• YOUR INSTRUCTIONS: Read the entries that follow and give each one again precisely.

Start of SUPPLIED DATA

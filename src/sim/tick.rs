//! Fixed timestep simulation tick
//!
//! Advances every entity one step. The order of the phases below matters:
//! collisions always see post-movement positions, and a fatal hit ends the
//! tick before power-ups, particles and levelling are processed.

use rand::Rng;

use super::achievements::AchievementId;
use super::collision::collides;
use super::spawn::explosion;
use super::state::{Enemy, GameEvent, GameSession, PowerUpKind};
use crate::consts::*;

/// Advance the session by one fixed timestep of `dt_ms`
pub fn tick<R: Rng + ?Sized>(state: &mut GameSession, rng: &mut R, dt_ms: u32) {
    if !state.is_playing() {
        return;
    }

    state.time_ms += u64::from(dt_ms);
    state.player.expire_effects(state.time_ms);

    move_bullets(state);
    move_enemies(state);
    resolve_bullet_hits(state, rng);

    if resolve_player_contacts(state, rng) {
        // Game over: nothing else happens this tick
        return;
    }

    move_power_ups(state);
    collect_power_ups(state);
    age_particles(state);
    check_level_up(state);
}

fn move_bullets(state: &mut GameSession) {
    let height = state.viewport.height;
    for bullet in &mut state.bullets {
        bullet.pos += bullet.vel;
    }
    state
        .bullets
        .retain(|b| b.pos.y > -BULLET_MARGIN && b.pos.y < height + BULLET_MARGIN);
}

/// Move enemies, then charge the escape penalty for any that left the bottom
fn move_enemies(state: &mut GameSession) {
    let height = state.viewport.height;
    for enemy in &mut state.enemies {
        enemy.pos += enemy.vel;
    }

    let mut escaped = Vec::new();
    state.enemies.retain(|e| {
        let gone = e.pos.y > height + e.size;
        if gone {
            escaped.push(e.kind);
        }
        !gone
    });

    for kind in escaped {
        state.lose_points(ESCAPE_PENALTY);
        state.push_event(GameEvent::EnemyEscaped { kind });
    }
}

/// Player bullets against enemies, newest bullet first.
/// Each bullet hits at most one enemy: the first overlapping one in spawn order.
fn resolve_bullet_hits<R: Rng + ?Sized>(state: &mut GameSession, rng: &mut R) {
    let mut i = state.bullets.len();
    while i > 0 {
        i -= 1;
        if !state.bullets[i].from_player {
            continue;
        }

        let bullet = &state.bullets[i];
        let Some(j) = state.enemies.iter().position(|e| collides(bullet, e)) else {
            continue;
        };

        let bullet = state.bullets.remove(i);
        state.enemies[j].health -= bullet.damage;
        let sparks = explosion(bullet.pos, HIT_PARTICLES, rng);
        state.add_particles(sparks);

        if state.enemies[j].health <= 0 {
            let enemy = state.enemies.remove(j);
            kill_enemy(state, enemy, rng);
        }
    }
}

fn kill_enemy<R: Rng + ?Sized>(state: &mut GameSession, enemy: Enemy, rng: &mut R) {
    let burst = explosion(enemy.pos, EXPLOSION_PARTICLES, rng);
    state.add_particles(burst);

    state.score += enemy.score;
    state.enemies_killed += 1;
    state.combo += 1;

    state.record_achievement(AchievementId::FirstBlood, 1);
    state.record_achievement(AchievementId::Destroyer, state.enemies_killed);
    state.record_achievement(AchievementId::Unstoppable, state.combo);

    state.push_event(GameEvent::EnemyDestroyed {
        kind: enemy.kind,
        pos: enemy.pos,
        score: enemy.score,
    });
}

/// Enemies ramming the player. Returns true if the player died.
fn resolve_player_contacts<R: Rng + ?Sized>(state: &mut GameSession, rng: &mut R) -> bool {
    // Checked once for the whole pass
    if state.player.invincible() {
        return false;
    }

    // Newest enemy first
    for i in (0..state.enemies.len()).rev() {
        if !collides(&state.player, &state.enemies[i]) {
            continue;
        }

        let enemy = state.enemies.remove(i);
        let burst = explosion(enemy.pos, EXPLOSION_PARTICLES, rng);
        state.add_particles(burst);

        if state.player.has_shield {
            state.player.has_shield = false;
            state.push_event(GameEvent::ShieldAbsorbed);
            continue;
        }

        let player = &mut state.player;
        player.health = player.health.saturating_sub(1);
        player.invincible_until = Some(state.time_ms + INVINCIBILITY_MS);
        state.combo = 0;
        state.push_event(GameEvent::PlayerHit {
            health: state.player.health,
        });

        if state.player.health == 0 {
            log::info!("Player destroyed at score {}", state.score);
            state.end();
            return true;
        }
    }
    false
}

fn move_power_ups(state: &mut GameSession) {
    let height = state.viewport.height;
    for power_up in &mut state.power_ups {
        power_up.pos += power_up.vel;
    }
    state.power_ups.retain(|p| p.pos.y <= height + p.size);
}

fn collect_power_ups(state: &mut GameSession) {
    let mut collected = Vec::new();
    let player = &state.player;
    state.power_ups.retain(|p| {
        let hit = collides(player, p);
        if hit {
            collected.push(p.kind);
        }
        !hit
    });

    for kind in collected {
        match kind {
            PowerUpKind::TripleShot => {
                state.player.triple_shot_until = Some(state.time_ms + TRIPLE_SHOT_MS);
            }
            PowerUpKind::Shield => {
                state.player.has_shield = true;
            }
        }
        log::debug!("Collected {:?}", kind);
        state.push_event(GameEvent::PowerUpCollected { kind });
    }
}

fn age_particles(state: &mut GameSession) {
    for particle in &mut state.particles {
        particle.pos += particle.vel;
        particle.life = particle.life.saturating_sub(1);
    }
    state.particles.retain(|p| p.life > 0);
}

/// At most one level per tick
fn check_level_up(state: &mut GameSession) {
    if state.score >= state.level * POINTS_PER_LEVEL {
        state.level += 1;
        log::info!("Level up: {}", state.level);
        state.record_achievement(AchievementId::AcePilot, state.level);
        state.push_event(GameEvent::LevelUp { level: state.level });
    }
}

End of SUPPLIED DATA

• SOLUTION TO THIS TASK:
filename src/sim/tick.rs
//! Fixed timestep simulation tick
//!
//! Advances every entity one step. The order of the phases below matters:
//! collisions always see post-movement positions, and a fatal hit ends the
//! tick before power-ups, particles and levelling are processed.

use rand::Rng;

use super::achievements::AchievementId;
use super::collision::collides;
use super::spawn::explosion;
use super::state::{Enemy, GameEvent, GameSession, PowerUpKind};
use crate::consts::*;

/// Advance the session by one fixed timestep of `dt_ms`
pub fn tick<R: Rng + ?Sized>(state: &mut GameSession, rng: &mut R, dt_ms: u32) {
    if !state.is_playing() {
        return;
    }

    state.time_ms += u64::from(dt_ms);
    state.player.expire_effects(state.time_ms);

    move_bullets(state);
    move_enemies(state);
    resolve_bullet_hits(state, rng);

    if resolve_player_contacts(state, rng) {
        // Game over: nothing else happens this tick
        return;
    }

    move_power_ups(state);
    collect_power_ups(state);
    age_particles(state);
    check_level_up(state);
}

fn move_bullets(state: &mut GameSession) {
    let height = state.viewport.height;
    for bullet in &mut state.bullets {
        bullet.pos += bullet.vel;
    }
    state
        .bullets
        .retain(|b| b.pos.y > -BULLET_MARGIN && b.pos.y < height + BULLET_MARGIN);
}

/// Move enemies, then charge the escape penalty for any that left the bottom
fn move_enemies(state: &mut GameSession) {
    let height = state.viewport.height;
    for enemy in &mut state.enemies {
        enemy.pos += enemy.vel;
    }

    let mut escaped = Vec::new();
    state.enemies.retain(|e| {
        let gone = e.pos.y > height + e.size;
        if gone {
            escaped.push(e.kind);
        }
        !gone
    });

    for kind in escaped {
        state.lose_points(ESCAPE_PENALTY);
        state.push_event(GameEvent::EnemyEscaped { kind });
    }
}

/// Player bullets against enemies, newest bullet first.
/// Each bullet hits at most one enemy: the first overlapping one in spawn order.
fn resolve_bullet_hits<R: Rng + ?Sized>(state: &mut GameSession, rng: &mut R) {
    let mut i = state.bullets.len();
    while i > 0 {
        i -= 1;
        if !state.bullets[i].from_player {
            continue;
        }

        let bullet = &state.bullets[i];
        let Some(j) = state.enemies.iter().position(|e| collides(bullet, e)) else {
            continue;
        };

        let bullet = state.bullets.remove(i);
        state.enemies[j].health -= bullet.damage;
        let sparks = explosion(bullet.pos, HIT_PARTICLES, rng);
        state.add_particles(sparks);

        if state.enemies[j].health <= 0 {
            let enemy = state.enemies.remove(j);
            kill_enemy(state, enemy, rng);
        }
    }
}

fn kill_enemy<R: Rng + ?Sized>(state: &mut GameSession, enemy: Enemy, rng: &mut R) {
    let burst = explosion(enemy.pos, EXPLOSION_PARTICLES, rng);
    state.add_particles(burst);

    state.score += enemy.score;
    state.enemies_killed += 1;
    state.combo += 1;

    state.record_achievement(AchievementId::FirstBlood, 1);
    state.record_achievement(AchievementId::Destroyer, state.enemies_killed);
    state.record_achievement(AchievementId::Unstoppable, state.combo);

    state.push_event(GameEvent::EnemyDestroyed {
        kind: enemy.kind,
        pos: enemy.pos,
        score: enemy.score,
    });
}

/// Enemies ramming the player. Returns true if the player died.
fn resolve_player_contacts<R: Rng + ?Sized>(state: &mut GameSession, rng: &mut R) -> bool {
    // Checked once for the whole pass
    if state.player.invincible() {
        return false;
    }

    // Newest enemy first
    for i in (0..state.enemies.len()).rev() {
        if !collides(&state.player, &state.enemies[i]) {
            continue;
        }

        let enemy = state.enemies.remove(i);
        let burst = explosion(enemy.pos, EXPLOSION_PARTICLES, rng);
        state.add_particles(burst);

        if state.player.has_shield {
            state.player.has_shield = false;
            state.push_event(GameEvent::ShieldAbsorbed);
            continue;
        }

        let player = &mut state.player;
        player.health = player.health.saturating_sub(1);
        player.invincible_until = Some(state.time_ms + INVINCIBILITY_MS);
        state.combo = 0;
        state.push_event(GameEvent::PlayerHit {
            health: state.player.health,
        });

        if state.player.health == 0 {
            log::info!("Player destroyed at score {}", state.score);
            state.end();
            return true;
        }
    }
    false
}

fn move_power_ups(state: &mut GameSession) {
    let height = state.viewport.height;
    for power_up in &mut state.power_ups {
        power_up.pos += power_up.vel;
    }
    state.power_ups.retain(|p| p.pos.y <= height + p.size);
}

fn collect_power_ups(state: &mut GameSession) {
    let mut collected = Vec::new();
    let player = &state.player;
    state.power_ups.retain(|p| {
        let hit = collides(player, p);
        if hit {
            collected.push(p.kind);
        }
        !hit
    });

    for kind in collected {
        match kind {
            PowerUpKind::TripleShot => {
                state.player.triple_shot_until = Some(state.time_ms + TRIPLE_SHOT_MS);
            }
            PowerUpKind::Shield => {
                state.player.has_shield = true;
            }
        }
        log::debug!("Collected {:?}", kind);
        state.push_event(GameEvent::PowerUpCollected { kind });
    }
}

fn age_particles(state: &mut GameSession) {
    for particle in &mut state.particles {
        particle.pos += particle.vel;
        particle.life = particle.life.saturating_sub(1);
    }
    state.particles.retain(|p| p.life > 0);
}

/// At most one level per tick
fn check_level_up(state: &mut GameSession) {
    if state.score >= state.level * POINTS_PER_LEVEL {
        state.level += 1;
        log::info!("Level up: {}", state.level);
        state.record_achievement(AchievementId::AcePilot, state.level);
        state.push_event(GameEvent::LevelUp { level: state.level });
    }
}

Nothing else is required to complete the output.